In the current paper, we describe geographic patterns in TNBC incidence rates and identify ecological correlates of TNBC. We contrast these findings with patterns of (1) ER-positive/HER2-negative breast cancer incidence and (2) total breast cancer incidence to highlight differences across tumor subtypes. These findings can inform future research studies and public health interventions targeting TNBC.

Materials and methods

Data sources and variables

Dependent variable: age-adjusted breast cancer incidence rates

We calculated age-adjusted incidence rates of TNBC for State Economic Areas (SEAs) using data from the North American Association of Central Cancer Registries (NAACCR)’s Cancer in North American (CiNA) restricted data files (https://www.naaccr.org/cina-in-seerstat/). NAACCR collects data from cancer registries for all 50 states and Washington, D.C. [17] (hereafter referred to collectively as “states”). Data are available at the county level, but due to concerns about patient confidentiality and data scarcity (72% of counties had < 16 cases of TNBC during the study period), we linked counties to the SEA level. SEAs are sets of neighboring counties within a state that have similar economic characteristics [18].

Currently, breast cancer records in CiNA include tumor data on molecular markers (i.e., ER, PR, and HER2). However, NAACCR only began requiring registries to include HER2 status in 2010, and the first year of data is considered incomplete. Thus, we calculated age-adjusted TNBC incidence rates (defined as breast cancers that were negative for ER, PR, and HER2 [2]) for 2011–2013, expressed as cases per 100,000 women per year. We calculated these rates for the overall female population, and then for subgroups defined by race (White or Black) or age (< 50 years or 50 + years).

For breast cancer cases that were missing data on molecular markers (7%, primarily missing HER2 status), we imputed TNBC status. We calculated the marginal proportions of TNBC versus other subtypes of breast cancer among known cases, and applied those proportions to assign unknown cases to TNBC versus other subtypes of breast cancer [19]. This procedure has demonstrated adequate equivalence to other methods of imputation [20]. For analyses stratified by age or race categories, we repeated this imputation procedure for each subgroup separately.

As a comparison outcome, we also estimated SEA incidence rates of ER + /HER2− breast cancers and of breast cancers and for 2011–2013.

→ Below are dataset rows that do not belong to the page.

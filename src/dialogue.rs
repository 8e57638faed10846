//! Food recommendation dialogue: conversation state and its transition table.
//!
//! Each conversation owns its own [`FoodDialogueState`]; the collected search
//! term and location travel inside the state, never in shared globals.

use serde::{Deserialize, Serialize};
use std::collections::HashMap;
use std::sync::Arc;
use teloxide::types::{ChatId, UserId};
use tokio::sync::Mutex;

use crate::bot::transport::Reply;
use crate::localization::t;
use crate::search::SearchQuery;

/// The only Confirm answer that cancels the dialogue. Exact match.
pub const DECLINE_ANSWER: &str = "no";

/// Represents the conversation state of the food recommendation dialogue
#[derive(Clone, Debug, Default, PartialEq, Eq, Serialize, Deserialize)]
pub enum FoodDialogueState {
    #[default]
    Start,
    Confirm,
    AskFood,
    AskLocation {
        term: String,
    },
    Search {
        query: SearchQuery,
    },
    Done,
}

/// Result of feeding one answer to a state: the replies to send, then the next state
#[derive(Clone, Debug, PartialEq)]
pub struct Transition {
    pub replies: Vec<Reply>,
    pub next: FoodDialogueState,
}

impl Transition {
    fn to(next: FoodDialogueState, reply: Option<Reply>) -> Self {
        Self {
            replies: reply.into_iter().collect(),
            next,
        }
    }
}

impl FoodDialogueState {
    /// Advance the dialogue with the user's answer.
    ///
    /// `Search` is left to the caller: it runs the query, and the dialogue is
    /// over once the results (or the apology) have been sent.
    pub fn advance(self, answer: &str) -> Transition {
        match self {
            Self::Start => Transition::to(Self::Confirm, Some(Reply::text(t("food-confirm")))),
            Self::Confirm if answer == DECLINE_ANSWER => {
                Transition::to(Self::Done, Some(Reply::text(t("food-nevermind"))))
            }
            Self::Confirm => Transition::to(Self::AskFood, Some(Reply::text(t("food-ask-term")))),
            Self::AskFood => Transition::to(
                Self::AskLocation {
                    term: answer.to_string(),
                },
                Some(Reply::text(t("food-ask-location"))),
            ),
            Self::AskLocation { term } => Transition::to(
                Self::Search {
                    query: SearchQuery {
                        term,
                        location: answer.to_string(),
                    },
                },
                Some(Reply::text(t("food-searching"))),
            ),
            // Answers arriving while the search is in flight are dropped.
            state @ (Self::Search { .. } | Self::Done) => Transition::to(state, None),
        }
    }

    pub fn is_finished(&self) -> bool {
        matches!(self, Self::Done)
    }
}

/// Identifies one conversation: a user inside a chat
#[derive(Clone, Copy, Debug, PartialEq, Eq, Hash)]
pub struct ConversationKey {
    pub chat_id: ChatId,
    pub user_id: UserId,
}

impl ConversationKey {
    pub fn new(chat_id: ChatId, user_id: UserId) -> Self {
        Self { chat_id, user_id }
    }
}

/// Per-conversation session map.
///
/// teloxide's `Dialogue<_, InMemStorage<_>>` keys state by `ChatId` alone,
/// which would give every member of a group chat the same dialogue. Sessions
/// here are keyed by [`ConversationKey`] (chat and user) instead.
#[derive(Clone, Debug, Default)]
pub struct DialogueStore {
    sessions: Arc<Mutex<HashMap<ConversationKey, FoodDialogueState>>>,
}

impl DialogueStore {
    pub fn new() -> Self {
        Self::default()
    }

    pub async fn get(&self, key: &ConversationKey) -> Option<FoodDialogueState> {
        self.sessions.lock().await.get(key).cloned()
    }

    pub async fn update(&self, key: ConversationKey, state: FoodDialogueState) {
        self.sessions.lock().await.insert(key, state);
    }

    pub async fn exit(&self, key: &ConversationKey) {
        self.sessions.lock().await.remove(key);
    }

    pub async fn active_count(&self) -> usize {
        self.sessions.lock().await.len()
    }
}

#[cfg(test)]
mod tests {
    use super::*;

    fn texts(transition: &Transition) -> Vec<&str> {
        transition.replies.iter().map(|r| r.text.as_str()).collect()
    }

    #[test]
    fn test_happy_path_collects_term_and_location() {
        let step = FoodDialogueState::Start.advance("I'm hungry");
        assert_eq!(texts(&step), vec!["Would you like food recommendations near you?"]);

        let step = step.next.advance("yes");
        assert_eq!(step.next, FoodDialogueState::AskFood);

        let step = step.next.advance("pizza");
        assert_eq!(texts(&step), vec!["Where are you?"]);

        let step = step.next.advance("downtown");
        assert_eq!(texts(&step), vec!["Finding restaurants rated > 3.5"]);
        assert_eq!(
            step.next,
            FoodDialogueState::Search {
                query: SearchQuery {
                    term: "pizza".to_string(),
                    location: "downtown".to_string(),
                }
            }
        );
    }

    #[test]
    fn test_decline_is_exact_match() {
        let step = FoodDialogueState::Confirm.advance("no");
        assert!(step.next.is_finished());

        for answer in ["No", "no ", "nope"] {
            let step = FoodDialogueState::Confirm.advance(answer);
            assert_eq!(step.next, FoodDialogueState::AskFood, "answer {answer:?}");
        }
    }

    #[test]
    fn test_empty_answers_are_not_validated() {
        let step = FoodDialogueState::AskFood.advance("");
        assert_eq!(step.next, FoodDialogueState::AskLocation { term: String::new() });
    }
}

Independent variables: SEA characteristics

We gathered data on area-level characteristics that have previously demonstrated associations with TNBC either at the individual or area level (for a full list of variables, see Supplementary Table S1). For each characteristic, data were gathered for counties but aggregated to SEAs. Independent variables were standardized to a mean of 0 and standard deviation of 1 prior to inclusion in regression models (described below).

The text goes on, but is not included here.